> **WORK INSTRUCTIONS**
Could you copy, exactly as written, every line from the first line of the records through the one containing "use std::path::PathBuf;"?

··· INPUT FOR THIS TASK ···

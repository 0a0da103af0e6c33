//! Edge-preserving filters: bilateral, trilateral and quadrilateral.
//!
//! All three are normalized convolutions over a square window whose tap
//! weights depend on a spatial Gaussian and on how much one or more guide
//! signals differ between the centre pixel and the tap. Weights are kept
//! per channel, so each channel is normalized by its own weight sum.
//!
//! ## Signals
//!
//! | Filter | Range term from | Samples from |
//! |--------|-----------------|--------------|
//! | bilateral | the image itself | the image |
//! | trilateral | a reference buffer | the image |
//! | quadrilateral | laser, color and camera buffers | the laser buffer |

use std::path::PathBuf;

use crate::bmp;
use crate::error::Result;
use crate::executor::ParallelExecutor;
use crate::image::{PixelBuffer, Rgb};

use super::core::{clamp_rgb, coords, require_positive, spatial_kernel_2d, Window};
use super::grayscale::monochrome;
use super::noise::median;

type Wide = [f64; 3];

/// Spatial-times-range weighted mean, with the range term read from `guide`
/// and the averaged colors from `source`.
fn guided_bilateral(
    image: &mut PixelBuffer,
    guide: &PixelBuffer,
    source: &PixelBuffer,
    filter_size: usize,
    sigma_space: f64,
    sigma_range: f64,
    executor: &ParallelExecutor,
) -> Result<()> {
    let window = Window::new(filter_size)?;
    let spatial = spatial_kernel_2d(filter_size, sigma_space)?;
    require_positive("sigma_range", sigma_range)?;

    let range_denom = 2.0 * sigma_range * sigma_range;
    let (width, height) = (image.width(), image.height());

    executor.run(image.pixels_mut(), |start, chunk| {
        for (offset, px) in chunk.iter_mut().enumerate() {
            let (x, y) = coords(start + offset, width);
            let center = guide.get(x, y).to_f64();
            let mut sum: Wide = [0.0; 3];
            let mut div: Wide = [0.0; 3];

            for (tap, nx, ny) in window.neighbors(x, y, width, height) {
                let g = guide.get(nx, ny).to_f64();
                let s = source.get(nx, ny).to_f64();
                for c in 0..3 {
                    let d = center[c] - g[c];
                    let w = spatial[tap] * (-d * d / range_denom).exp();
                    sum[c] += w * s[c];
                    div[c] += w;
                }
            }

            *px = clamp_rgb([sum[0] / div[0], sum[1] / div[1], sum[2] / div[2]]);
        }
    });
    Ok(())
}

/// Bilateral filter.
///
/// Tap weight is `exp(-(dx^2 + dy^2) / (2 sigma_space^2)) *
/// exp(-d^2 / (2 sigma_range^2))` where `d` is the channel difference from
/// the centre pixel. Channels are truncated.
pub fn bilateral(
    image: &mut PixelBuffer,
    filter_size: usize,
    sigma_space: f64,
    sigma_range: f64,
    executor: &ParallelExecutor,
) -> Result<()> {
    let source = image.clone();
    guided_bilateral(
        image,
        &source,
        &source,
        filter_size,
        sigma_space,
        sigma_range,
        executor,
    )
}

/// Bilateral filter whose range term comes from `reference` instead of the
/// image being filtered.
///
/// Useful when a cleaner signal knows where the edges are, e.g. smoothing a
/// depth map along the edges of a camera frame.
pub fn trilateral(
    image: &mut PixelBuffer,
    reference: &PixelBuffer,
    filter_size: usize,
    sigma_space: f64,
    sigma_range: f64,
    executor: &ParallelExecutor,
) -> Result<()> {
    image.ensure_same_size(reference, "reference image")?;
    let source = image.clone();
    guided_bilateral(
        image,
        reference,
        &source,
        filter_size,
        sigma_space,
        sigma_range,
        executor,
    )
}

// ============================================================================
// Quadrilateral
// ============================================================================

/// Tuning for [`quadrilateral`].
#[derive(Debug, Clone, PartialEq)]
pub struct QuadrilateralParams {
    /// Window side length.
    pub filter_size: usize,
    /// Width of the edge indicator built from color and camera differences.
    pub sigma_edge: f64,
    /// Width of the estimate that trusts taps where all signals agree.
    pub sigma_agree: f64,
    /// Width of the estimate that follows laser edges.
    pub sigma_laser: f64,
    /// Median window used to denoise the camera guide first.
    pub camera_median_size: usize,
    /// Where to write the blend-component bitmap, if anywhere.
    pub diagnostic_path: Option<PathBuf>,
}

impl Default for QuadrilateralParams {
    /// A 5x5 window and 5x5 camera median. `diagnostic_path` is `None`, so
    /// the blend-component bitmap is not written anywhere.
    fn default() -> Self {
        QuadrilateralParams {
            filter_size: 5,
            sigma_edge: 0.03,
            sigma_agree: 0.1,
            sigma_laser: 0.1,
            camera_median_size: 5,
            diagnostic_path: None,
        }
    }
}

impl QuadrilateralParams {
    pub fn with_filter_size(mut self, filter_size: usize) -> Self {
        self.filter_size = filter_size;
        self
    }

    pub fn with_diagnostic_path(mut self, path: impl Into<PathBuf>) -> Self {
        self.diagnostic_path = Some(path.into());
        self
    }
}

/// Per-channel `|a - b| / 255`.
#[inline]
fn norm_diff(a: Rgb, b: Rgb) -> Wide {
    let (a, b) = (a.to_f64(), b.to_f64());
    [
        (a[0] - b[0]).abs() / 255.0,
        (a[1] - b[1]).abs() / 255.0,
        (a[2] - b[2]).abs() / 255.0,
    ]
}

/// Fuse a laser depth signal with color and camera guides.
///
/// `color` is reduced to monochrome and `camera` is median-filtered before
/// use; the caller's buffers are untouched. For each tap, with normalized
/// differences `l` (laser), `k` (color) and `m` (camera) and squared sigmas:
///
/// ```text
/// edge  = 1 - exp(-m*k / sigma_edge)
/// agree = exp(-l^2 / sigma_agree) * exp(-m*k / sigma_agree)
/// laser = (1 - exp(-l^2 / sigma_laser)) * exp(-m*k / sigma_laser)
/// ```
///
/// `agree` taps contribute in proportion to `1 - edge`, `laser` taps in
/// proportion to `edge`, and the output is their combined weighted mean of
/// the laser samples. The result overwrites `image`.
///
/// When `params.diagnostic_path` is set, a bitmap is written there whose red
/// channel is the `agree` share and whose green and blue channels are the
/// `laser` share of each output pixel.
pub fn quadrilateral(
    image: &mut PixelBuffer,
    color: &PixelBuffer,
    laser: &PixelBuffer,
    camera: &PixelBuffer,
    params: &QuadrilateralParams,
    executor: &ParallelExecutor,
) -> Result<()> {
    image.ensure_same_size(color, "color image")?;
    image.ensure_same_size(laser, "laser image")?;
    image.ensure_same_size(camera, "camera image")?;
    let window = Window::new(params.filter_size)?;
    for (name, sigma) in [
        ("sigma_edge", params.sigma_edge),
        ("sigma_agree", params.sigma_agree),
        ("sigma_laser", params.sigma_laser),
    ] {
        require_positive(name, sigma)?;
    }

    let mut color = color.clone();
    monochrome(&mut color, executor);
    let mut camera = camera.clone();
    median(&mut camera, params.camera_median_size, executor)?;

    let sig_edge = params.sigma_edge * params.sigma_edge;
    let sig_agree = params.sigma_agree * params.sigma_agree;
    let sig_laser = params.sigma_laser * params.sigma_laser;
    let (width, height) = (image.width(), image.height());

    // (output, diagnostic) per pixel
    let mut fused = vec![(Rgb::BLACK, Rgb::BLACK); image.len()];
    executor.run(&mut fused, |start, chunk| {
        for (offset, slot) in chunk.iter_mut().enumerate() {
            let (x, y) = coords(start + offset, width);
            let (l0, k0, m0) = (laser.get(x, y), color.get(x, y), camera.get(x, y));
            let mut sum_a: Wide = [0.0; 3];
            let mut sum_b: Wide = [0.0; 3];
            let mut div: Wide = [0.0; 3];

            for (_, nx, ny) in window.neighbors(x, y, width, height) {
                let sample = laser.get(nx, ny);
                let l = norm_diff(l0, sample);
                let k = norm_diff(k0, color.get(nx, ny));
                let m = norm_diff(m0, camera.get(nx, ny));
                let s = sample.to_f64();

                for c in 0..3 {
                    let guide = m[c] * k[c];
                    let edge = 1.0 - (-guide / sig_edge).exp();
                    let a = (-l[c] * l[c] / sig_agree).exp() * (-guide / sig_agree).exp();
                    let b = (1.0 - (-l[c] * l[c] / sig_laser).exp()) * (-guide / sig_laser).exp();

                    sum_a[c] += a * s[c] * (1.0 - edge);
                    sum_b[c] += b * s[c] * edge;
                    div[c] += a * (1.0 - edge) + b * edge;
                }
            }

            let out = clamp_rgb([
                (sum_a[0] + sum_b[0]) / div[0],
                (sum_a[1] + sum_b[1]) / div[1],
                (sum_a[2] + sum_b[2]) / div[2],
            ]);
            let diag = clamp_rgb([sum_a[0] / div[0], sum_b[1] / div[1], sum_b[2] / div[2]]);
            *slot = (out, diag);
        }
    });

    if let Some(path) = &params.diagnostic_path {
        let components = fused.iter().map(|&(_, diag)| diag).collect();
        let diagnostic = PixelBuffer::from_pixels(image.bit_depth(), width, height, components)?;
        log::debug!("writing quadrilateral blend components to {}", path.display());
        bmp::write(path, &diagnostic)?;
    }

    for (px, (out, _)) in image.pixels_mut().iter_mut().zip(fused) {
        *px = out;
    }
    Ok(())
}

#[cfg(test)]
mod tests {
    use super::*;
    use crate::image::BitDepth;

    fn step(left: Rgb, right: Rgb) -> PixelBuffer {
        let mut img = PixelBuffer::filled(BitDepth::Rgb24, 8, 6, left).unwrap();
        for y in 0..6 {
            for x in 4..8 {
                img.set(x, y, right);
            }
        }
        img
    }

    #[test]
    fn test_bilateral_uniform_unchanged() {
        let flat = PixelBuffer::filled(BitDepth::Rgb24, 7, 5, Rgb::new(10, 100, 200)).unwrap();
        let mut img = flat.clone();
        bilateral(&mut img, 5, 2.0, 20.0, &ParallelExecutor::with_workers(3).unwrap()).unwrap();
        for (a, b) in img.pixels().iter().zip(flat.pixels()) {
            // Normalization may land a hair below the exact value
            assert!(b.r - a.r <= 1 && b.g - a.g <= 1 && b.b - a.b <= 1);
        }
    }

    #[test]
    fn test_bilateral_keeps_strong_edge() {
        let mut img = step(Rgb::BLACK, Rgb::WHITE);
        bilateral(&mut img, 5, 3.0, 10.0, &ParallelExecutor::sequential()).unwrap();
        assert_eq!(img.get(3, 3), Rgb::BLACK);
        assert!(img.get(4, 3).r >= 254);
    }

    #[test]
    fn test_bilateral_smooths_small_noise() {
        let mut img = PixelBuffer::filled(BitDepth::Rgb24, 5, 5, Rgb::gray(100)).unwrap();
        img.set(2, 2, Rgb::gray(110));
        bilateral(&mut img, 3, 2.0, 50.0, &ParallelExecutor::sequential()).unwrap();
        let v = img.get(2, 2).r;
        assert!((100..110).contains(&v), "center {v}");
    }

    #[test]
    fn test_trilateral_follows_reference_edges() {
        // Image has a soft ramp but the reference says there is a hard edge
        let mut img = PixelBuffer::new(BitDepth::Rgb24, 8, 6).unwrap();
        for y in 0..6 {
            for x in 0..8 {
                img.set(x, y, Rgb::gray((x * 30) as u8));
            }
        }
        let reference = step(Rgb::BLACK, Rgb::WHITE);
        let before = img.clone();
        trilateral(&mut img, &reference, 3, 2.0, 10.0, &ParallelExecutor::sequential()).unwrap();
        // Left of the edge only averages left-side taps
        assert!(img.get(3, 3).r <= before.get(3, 3).r);
        assert!(img.get(4, 3).r >= before.get(4, 3).r);
    }

    #[test]
    fn test_trilateral_size_mismatch() {
        let mut img = PixelBuffer::new(BitDepth::Rgb24, 4, 4).unwrap();
        let reference = PixelBuffer::new(BitDepth::Rgb24, 3, 4).unwrap();
        assert!(trilateral(&mut img, &reference, 3, 1.0, 1.0, &ParallelExecutor::sequential())
            .is_err());
    }

    #[test]
    fn test_quadrilateral_flat_laser_is_unchanged() {
        let laser = step(Rgb::gray(120), Rgb::gray(120));
        let color = step(Rgb::new(200, 10, 10), Rgb::new(10, 10, 200));
        let camera = step(Rgb::gray(30), Rgb::gray(220));
        let mut img = PixelBuffer::new(BitDepth::Rgb24, 8, 6).unwrap();
        let params = QuadrilateralParams::default().with_filter_size(3);
        quadrilateral(&mut img, &color, &laser, &camera, &params, &ParallelExecutor::sequential())
            .unwrap();
        for px in img.pixels() {
            assert!((119..=120).contains(&px.r), "{px:?}");
        }
    }

    #[test]
    fn test_quadrilateral_writes_diagnostic() {
        let laser = step(Rgb::gray(50), Rgb::gray(150));
        let color = step(Rgb::BLACK, Rgb::WHITE);
        let camera = step(Rgb::BLACK, Rgb::WHITE);
        let mut img = laser.clone();
        let path = std::env::temp_dir()
            .join(format!("bitmap_filters_quad_diag_{}.bmp", std::process::id()));
        let params = QuadrilateralParams::default()
            .with_filter_size(3)
            .with_diagnostic_path(&path);
        quadrilateral(
            &mut img,
            &color,
            &laser,
            &camera,
            &params,
            &ParallelExecutor::with_workers(2).unwrap(),
        )
        .unwrap();

        let diag = bmp::read(&path).unwrap();
        std::fs::remove_file(&path).ok();
        assert_eq!((diag.width(), diag.height()), (8, 6));
        // Inside a flat region every weight goes to agreeing taps
        assert!(diag.get(0, 0).r >= 49);
        assert_eq!(diag.get(0, 0).g, 0);

        // Writing the components does not change the fused output
        let mut plain = laser.clone();
        let params = QuadrilateralParams::default().with_filter_size(3);
        let exec = ParallelExecutor::sequential();
        quadrilateral(&mut plain, &color, &laser, &camera, &params, &exec).unwrap();
        assert_eq!(plain, img);
    }

    #[test]
    fn test_quadrilateral_validates_inputs() {
        let a = PixelBuffer::new(BitDepth::Rgb24, 4, 4).unwrap();
        let b = PixelBuffer::new(BitDepth::Rgb24, 5, 4).unwrap();
        let mut img = a.clone();
        let exec = ParallelExecutor::sequential();
        let params = QuadrilateralParams::default();
        assert!(quadrilateral(&mut img, &b, &a, &a, &params, &exec).is_err());

        let bad = QuadrilateralParams {
            sigma_edge: 0.0,
            ..QuadrilateralParams::default()
        };
        assert!(quadrilateral(&mut img, &a, &a, &a, &bad, &exec).is_err());
    }
}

···

> **RESULT**
repository 0a0da103af0e6c33
//! Edge-preserving filters: bilateral, trilateral and quadrilateral.
//!
//! All three are normalized convolutions over a square window whose tap
//! weights depend on a spatial Gaussian and on how much one or more guide
//! signals differ between the centre pixel and the tap. Weights are kept
//! per channel, so each channel is normalized by its own weight sum.
//!
//! ## Signals
//!
//! | Filter | Range term from | Samples from |
//! |--------|-----------------|--------------|
//! | bilateral | the image itself | the image |
//! | trilateral | a reference buffer | the image |
//! | quadrilateral | laser, color and camera buffers | the laser buffer |

use std::path::PathBuf;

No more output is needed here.